━━━━━ RECORDED INFORMATION

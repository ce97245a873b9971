//! Structured error taxonomy for this crate: parse errors, Kripke-construction errors, and
//! JSON-ingestion errors. Each is a `thiserror::Error` enum rather than a bare `String`, so
//! callers can match on a cause instead of scraping a message.

use thiserror::Error;

/// A CTL formula failed to parse.
///
/// `offset` is a byte offset into the whitespace-stripped input (see
/// [crate::formula::lexer]), not the original string the caller passed in.
#[derive(Clone, Debug, Error, Eq, PartialEq)]
#[error("parse error at offset {offset}: {cause}")]
pub struct ParseError {
    pub offset: usize,
    pub cause: String,
}

impl ParseError {
    pub fn new(offset: usize, cause: impl Into<String>) -> ParseError {
        ParseError {
            offset,
            cause: cause.into(),
        }
    }
}

/// A Kripke structure failed one of its construction-time invariants.
#[derive(Clone, Debug, Error, Eq, PartialEq)]
pub enum KripkeError {
    #[error("a Kripke structure must have at least one state")]
    EmptyStateSet,
    #[error("a Kripke structure must have at least one initial state")]
    EmptyInitialSet,
    #[error("initial state {0} is out of range for {1} states")]
    InitialStateOutOfRange(usize, usize),
    #[error("state {0} has a successor {1} that is out of range for {2} states")]
    SuccessorOutOfRange(usize, usize, usize),
}

/// Loading a Kripke structure (or formula list) from an external source failed.
#[derive(Debug, Error)]
pub enum IngestError {
    #[error("could not read {path}: {source}")]
    Io {
        path: String,
        #[source]
        source: std::io::Error,
    },
    #[error("malformed Kripke JSON: {0}")]
    Json(#[from] serde_json::Error),
    #[error("ingested Kripke structure is invalid: {0}")]
    Kripke(#[from] KripkeError),
    #[error("state key {0:?} in Kripke JSON is not a non-negative integer")]
    InvalidStateKey(String),
}
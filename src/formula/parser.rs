//! Recursive-descent parser from the CTL concrete syntax to a [Phi] tree.
//!
//! Grammar (see `SPEC_FULL.md` §6.4 for the full account):
//!
//! ```text
//! Phi   ::= 'true' | 'false'
//!         | '"' APchar+ '"'
//!         | '-' Phi
//!         | '(' Phi BinOp Phi ')'
//!         | '(' Phi ')'
//!         | UModal Phi
//!         | QUANT '(' Phi BModal Phi ')'
//! ```
//!
//! There is no operator precedence: every binary combinator must be parenthesized, so the
//! parser never needs more than one token of lookahead to decide which production applies.

use crate::error::ParseError;
use crate::formula::lexer::{tokenize, BinModal, PropOp, Quant, Token, UnaryModal};
use crate::formula::node::{Ap, Phi};

/// Parse `input` as a complete CTL formula. The entire (whitespace-stripped) token stream must
/// be consumed; trailing tokens are a parse error.
pub fn parse_ctl(input: &str) -> Result<Phi, ParseError> {
    let tokens = tokenize(input)?;
    let mut pos = 0;
    let phi = parse_phi(&tokens, &mut pos)?;
    if pos != tokens.len() {
        return Err(ParseError::new(pos, "trailing input after formula"));
    }
    Ok(phi)
}

fn parse_phi(tokens: &[Token], pos: &mut usize) -> Result<Phi, ParseError> {
    let tok = tokens
        .get(*pos)
        .ok_or_else(|| ParseError::new(*pos, "unexpected end of input"))?;

    match tok {
        Token::True => {
            *pos += 1;
            Ok(Phi::mk_true())
        }
        Token::False => {
            *pos += 1;
            Ok(Phi::mk_false())
        }
        Token::Ap(name) => {
            *pos += 1;
            Ok(Phi::mk_atom(Ap::new(name.clone())))
        }
        Token::Not => {
            *pos += 1;
            let inner = parse_phi(tokens, pos)?;
            Ok(Phi::mk_not(inner))
        }
        Token::Unary(op) => {
            *pos += 1;
            let inner = parse_phi(tokens, pos)?;
            Ok(match op {
                UnaryModal::Ex => Phi::mk_ex(inner),
                UnaryModal::Ef => Phi::mk_ef(inner),
                UnaryModal::Eg => Phi::mk_eg(inner),
                UnaryModal::Ax => Phi::mk_ax(inner),
                UnaryModal::Af => Phi::mk_af(inner),
                UnaryModal::Ag => Phi::mk_ag(inner),
            })
        }
        Token::Quant(quant) => {
            let quant = *quant;
            *pos += 1;
            expect(tokens, pos, Token::LParen)?;
            let lhs = parse_phi(tokens, pos)?;
            let modal = expect_modal(tokens, pos)?;
            let rhs = parse_phi(tokens, pos)?;
            expect(tokens, pos, Token::RParen)?;
            Ok(apply_quantified_modal(quant, modal, lhs, rhs))
        }
        Token::LParen => {
            *pos += 1;
            let lhs = parse_phi(tokens, pos)?;
            match tokens.get(*pos) {
                Some(Token::RParen) => {
                    *pos += 1;
                    Ok(lhs)
                }
                Some(Token::Prop(op)) => {
                    let op = *op;
                    *pos += 1;
                    let rhs = parse_phi(tokens, pos)?;
                    expect(tokens, pos, Token::RParen)?;
                    Ok(match op {
                        PropOp::And => Phi::mk_and(lhs, rhs),
                        PropOp::Or => Phi::mk_or(lhs, rhs),
                    })
                }
                _ => Err(ParseError::new(*pos, "expected ')' or a binary connective")),
            }
        }
        Token::RParen | Token::Prop(_) | Token::Modal(_) => Err(ParseError::new(
            *pos,
            "unexpected token at the start of a formula",
        )),
    }
}

fn apply_quantified_modal(quant: Quant, modal: BinModal, lhs: Phi, rhs: Phi) -> Phi {
    use BinModal::*;
    use Quant::*;
    match (quant, modal) {
        (Exists, Until) => Phi::mk_eu(lhs, rhs),
        (Exists, WeakUntil) => Phi::mk_ew(lhs, rhs),
        (Exists, Release) => Phi::mk_er(lhs, rhs),
        (Exists, Since) => Phi::mk_es(lhs, rhs),
        (ForAll, Until) => Phi::mk_au(lhs, rhs),
        (ForAll, WeakUntil) => Phi::mk_aw(lhs, rhs),
        (ForAll, Release) => Phi::mk_ar(lhs, rhs),
        (ForAll, Since) => Phi::mk_as(lhs, rhs),
    }
}

fn expect(tokens: &[Token], pos: &mut usize, expected: Token) -> Result<(), ParseError> {
    match tokens.get(*pos) {
        Some(tok) if *tok == expected => {
            *pos += 1;
            Ok(())
        }
        _ => Err(ParseError::new(*pos, format!("expected {expected:?}"))),
    }
}

fn expect_modal(tokens: &[Token], pos: &mut usize) -> Result<BinModal, ParseError> {
    match tokens.get(*pos) {
        Some(Token::Modal(modal)) => {
            let modal = *modal;
            *pos += 1;
            Ok(modal)
        }
        _ => Err(ParseError::new(
            *pos,
            "expected one of 'U','W','R','S'",
        )),
    }
}
//! An explicit-state Computation Tree Logic (CTL) model checker.
//!
//! Given a finite Kripke structure and a CTL formula, decides whether the formula holds at any
//! given state, and in particular whether it holds in every initial state. The core is a
//! seven-shape formula AST (`formula`), a marking-based labeling algorithm with a per-structure
//! memoization cache (`checker`), and the Kripke structure the algorithm runs over (`kripke`).
//! Around that core sit the ambient concerns a complete crate carries regardless of scope: a
//! structured error taxonomy (`error`), JSON ingestion of Kripke structures (`ingestion`), and
//! human-readable result reporting (`report`).

pub mod checker;
pub mod error;
pub mod formula;
pub mod ingestion;
pub mod kripke;
pub mod report;
mod catalog_client;
mod logger;

pub use catalog_client::*;
pub use logger::*;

━━━━━━━━━━

Only lines that include "RParen" belong in the answer; return them from the entries above.

• RESPONSE:
            expect(tokens, pos, Token::RParen)?;
                Some(Token::RParen) => {
                    expect(tokens, pos, Token::RParen)?;
        Token::RParen | Token::Prop(_) | Token::Modal(_) => Err(ParseError::new(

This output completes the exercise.